Closed Bug 454184 Opened 16 years ago Closed 15 years ago

Implement eval caching

Categories

(Core :: JavaScript Engine, enhancement, P2)

enhancement

Tracking

()

RESOLVED FIXED
mozilla1.9.2a1

People

(Reporter: jeresig, Assigned: brendan)

References

Details

(Keywords: perf, testcase, Whiteboard: fixed1.9.1 fixed-in-tracemonkey)

Attachments

(3 files, 12 obsolete files)

227 bytes, text/plain
Details
627 bytes, text/plain
Details
25.96 KB, patch
brendan
: review+
Details | Diff | Splinter Review
Both Chrome and WebKit are now starting to cache evals (WebKit is doing it for eval's that are less than 256 characters long).

More details:
 - http://code.google.com/p/v8/source/detail?r=173
 - https://bugs.webkit.org/show_bug.cgi?id=20718

The WebKit bug is especially interesting:

"The date-format-tofte test could benefit from an eval code cache, whereby code
for the same string eval'd in the same context is retained so that repeated
evals can skip parsing and compilation. Bleeding-edge V8 includes a similar
idea.

It turns out that real sites benefit from this as well. Google spreadsheets,
GMail, Slate and Digg all get hits on this cache, between 2 and 100 depending
on the site. I also tested that in the miss case there is no measurable
slowdown.

The attached patch is a 1.052x speedup on SunSpider relative to trunk."
Blocks: 117611
Oh - and they only cache up to 64 entries at a time. This will definitely speed up SunSpider - and theoretically some web sites - but it's still probably a matter of "writing to the test."
Currently the compiled eval code inherently depends on the scope chain so wit caching it would not be possible to reuse the eval compiled, say, in one frame, with the eval invoked with the same string in another frame.
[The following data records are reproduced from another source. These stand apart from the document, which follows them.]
//! bootinit - Main entry point
//!
//! Lists and checks builtins, and runs command sequences against a device
//! simulated from a JSON profile.

use anyhow::{Context, Result};
use log::{debug, error, info};
use std::path::Path;

use bootinit::cli::{self, Cli, Commands};
use bootinit::platform::memory::SimulatedDevice;
use bootinit::{BootSequencer, Builtins, DeviceProfile, Dispatcher};

/// Initialize the logger with appropriate settings
fn init_logger() {
    use env_logger::Builder;
    use std::io::Write;

    Builder::from_default_env()
        .format(|buf, record| {
            writeln!(
                buf,
                "[{} {}:{}] {}",
                record.level(),
                record.file().unwrap_or("unknown"),
                record.line().unwrap_or(0),
                record.args()
            )
        })
        .filter_level(log::LevelFilter::Info)
        .parse_default_env() // Allows RUST_LOG env var to override
        .init();
}

fn main() -> Result<()> {
    init_logger();
    debug!("bootinit starting up");

    let cli = Cli::parse_args();
    let dispatcher = Dispatcher::with_builtins().context("Builtin table is invalid")?;

    match cli.command {
        Commands::List => {
            for spec in dispatcher.registry().iter() {
                println!("{:<24} {:<8} {}", spec.name, spec.bounds(), spec.restriction);
            }
        }
        Commands::Check { subcontext, words } => {
            let invocation = cli::single_command(&words, subcontext);
            match dispatcher.check(&invocation) {
                Ok(spec) => println!("✓ {} ({}, {})", invocation, spec.bounds(), spec.restriction),
                Err(e) => {
                    eprintln!("✗ {}", e);
                    std::process::exit(1);
                }
            }
        }
        Commands::Validate { profile } => {
            info!("Validating device profile: {:?}", profile);
            let loaded = DeviceProfile::load_from_file(&profile)?;
            if let Err(e) = loaded.validate() {
                error!("Profile validation failed: {}", e);
                eprintln!("✗ Profile validation failed: {}", e);
                std::process::exit(1);
            }
            println!("✓ Device profile is valid: {}", loaded.name);
        }
        Commands::Run {
            profile,
            subcontext,
            commands,
        } => {
            let failed = run_commands(dispatcher, profile.as_deref(), subcontext, &commands)?;
            if failed {
                std::process::exit(1);
            }
        }
    }

    Ok(())
}

/// Run a command sequence on a simulated device. Returns true if any command failed.
fn run_commands(
    dispatcher: Dispatcher,
    profile: Option<&Path>,
    subcontext: bool,
    words: &[String],
) -> Result<bool> {
    let profile = match profile {
        Some(path) => DeviceProfile::load_from_file(path)?,
        None => DeviceProfile::default(),
    };
    profile
        .validate()
        .with_context(|| format!("Device profile '{}' is invalid", profile.name))?;
    info!("Simulating device '{}'", profile.name);

    let device = SimulatedDevice::new(&profile);
    let mut sequencer = BootSequencer::new(dispatcher, Builtins::new(device.platform()));
    let report = sequencer.run(cli::split_commands(words, subcontext));

    println!("Executed {} command(s), skipped {}", report.executed, report.skipped);
    for (command, err) in &report.failures {
        println!("✗ {}: {}", command, err);
    }
    println!("Properties:");
    for (name, value) in device.properties.snapshot() {
        println!("  {}={}", name, value);
    }
    println!("Triggers: {}", device.actions.triggers().join(", "));
    for options in device.bootloader.messages() {
        println!("Bootloader message: {}", options.join(" "));
    }
    for reason in device.power.requests() {
        println!("Shutdown: {}", reason);
    }

    Ok(!report.failures.is_empty())
}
It would be interesting to see if making short eval code sharable would offset the drawbacks like less opportunities to optimize the eval code for the geven context.
I wonder if those scope-chain dependencies can be captured in the shape of the scope chain head.
(In reply to comment #3)
> I wonder if those scope-chain dependencies can be captured in the shape of the
> scope chain head.

Sure they can, but my hypothesis is that reusing eval scripts for different scope shapes but the same string would make things faster.
I'd be a _little_ surprised if we saw same-string evals in many different contexts (and it sounds from the webkit bug description like they don't try to reuse across contexts either), but I guess it's worth measuring.
Severity: normal → enhancement
Keywords: perf
Attached patch couldn't sleep (obsolete) — Splinter Review
We had the storage for the eval cache already, via scriptsToGC and u.nextToGC added to preserve property cache validity last August. This saves 5491 out of 5500 eval compilations (5491 needless recompilations) for date-format-tofte.js.

/be
Assignee: general → brendan
Status: NEW → ASSIGNED
Attachment #358721 - Flags: review?(gal)
Make hay while the sun doth shine, to quote from G&S ("Yeoman", I think).

/be
Flags: wanted1.9.1?
Priority: -- → P2
Target Milestone: --- → mozilla1.9.1b3
Attached patch awake now (obsolete) — Splinter Review
Attachment #358721 - Attachment is obsolete: true
Attachment #358722 - Flags: review?(gal)
Attachment #358721 - Flags: review?(gal)
Comment on attachment 358722 [details] [diff] [review]
awake now

>+#ifdef DEBUG_brendaneich
>+# define JS_EVAL_CACHE_METERING 1
>+#endif

Sure you want to commit this?

>+#ifdef JS_EVAL_CACHE_METERING
>+# define JS_DECLARE_EVAL_CACHE_METERING struct { uint32 probe, hit; } evalCacheMeter;
>+#else
>+# define JS_DECLARE_EVAL_CACHE_METERING /* nothing */
>+#endif

In general I wouldn't mind all (not just this one) the metering on in DEBUG mode, but thats for another patch.

>+/* Number of scriptToGC to search for the eval cache . */
>+#ifndef JS_EVAL_CACHE_LIMIT
>+# define JS_EVAL_CACHE_LIMIT    16
>+#endif

Is the 16 gut feeling or is it the sweet spot based on metering SS?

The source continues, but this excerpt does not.